Introduction to Training for OC6
Paddling – sprint, marathon and even ultra marathon, in any craft, is classified as having STRENGTH ENDURANCE physiological requirements.
What constitutes “training” depends on the goals of the athlete and the crew.
Do you need to paddle for 7 hours, or just a few minutes? Are you training for a change race or for a sprint, or for a marathon or ultra marathon?
What is your starting point? What is your training and paddling background? What injuries and other conditions do you need to consider?
How long do you have to prepare for a particular event? What is the priority or importance of this event in the overall picture? What amount of time do you have for training?
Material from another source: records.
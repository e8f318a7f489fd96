//! Shared types for the hub TCP server.
//!
//! This module defines:
//! - channel aliases between connection tasks and the hub task
//! - `HubRequest`: events flowing from the listener and connections
//!   into the hub task

use std::net::Ipv4Addr;

use adhoc_core::{Refusal, SessionId};
use bytes::Bytes;
use tokio::sync::{mpsc, oneshot};

/// Frames queued per connection before further sends to it are dropped.
pub const OUTBOUND_QUEUE: usize = 256;

/// Encoded frames from the hub task to one connection.
pub type OutboundTx = mpsc::Sender<Bytes>;
pub type OutboundRx = mpsc::Receiver<Bytes>;

/// Event for the hub task.
#[derive(Debug)]
pub enum HubRequest {
    /// New TCP connection waiting to be admitted.
    Accept {
        session: SessionId,
        ip: Ipv4Addr,
        outbound: OutboundTx,
        reply: oneshot::Sender<Result<(), Refusal>>,
    },

    /// Bytes read from a connection (one read, up to 1024 bytes).
    Received { session: SessionId, bytes: Bytes },

    /// EOF or socket error on a connection.
    Lost { session: SessionId },
}

/// Channel from listener/connections → hub task.
pub type HubTx = mpsc::UnboundedSender<HubRequest>;
pub type HubRx = mpsc::UnboundedReceiver<HubRequest>;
Let’s begin with a few overall observations about the physical conditioning required to paddle an OC6 in very general terms:
The OC6 is a heavy boat and just training OC6, for OC6, will NOT make you the best paddler! Here are some of the reasons why:
Rating – most crews rate around 60 – 70 strokes per minute during a marathon race. This cadence is not fast enough to elicit higher heart rates, especially at marathon loading. So when you are training it is all too easy to settle into a “comfort zone” of sorts where your heart rate gets to a certain level and does not get much above it. That certain level is likely to be relatively low and while it might prepare you for anything with a low heart rate, it won’t make you fitter.
The weight of the canoe – being relatively heavy, the canoe requires more strength to paddle than some other types of paddling – added to a relatively slow cadence, you are, again, left struggling to get your heart rate up and effectively changing your fitness. The strength required is fairly “linear”, or using the same muscle groups in the same recruitment patterns, with the same loading. Just like your heart rate, your body will quickly become accustomed to this one level, which will become a “comfort zone”.
Long sets – many people avoid sprint repetitions for many reasons, the most common is the belief that if you are going to do a 2 hour event you should do 2 hour training! Because of the weight of the OC6 care needs to be taken, especially with older crews, that faster training sets are kept controlled. However, repetitions of short intervals with short rest periods are the fastest way to get your heart rate up and the fastest way to improve fitness.
Technical considerations – good paddling technique uses your whole body – foot to leg, to hip, to waist, to chest and back (torso), to shoulder and lastly, to arms. Poor paddling technique will make certain body parts tired but not elicit good all round conditioning.
Technique MUST always be, first, and foremost, in all training programs. There is absolutely NO POINT to long “phone book” training sessions with little or no consideration for technquie!
Getting fit is easy, but probably best done with activities that are not OC6, conditioning for OC6 races needs to be done in the OC6!
Ensuring all round strength and body balancing requires gym, circuit or personal trainer conditioning.
Power/weight is important, especially with consideration of your overall body weight, especially in comparison to the rest of the crew. If you need to, consider a weight loss program to assist your crew.
Lastly, your body needs to be well fed and watered to manage your life AND training!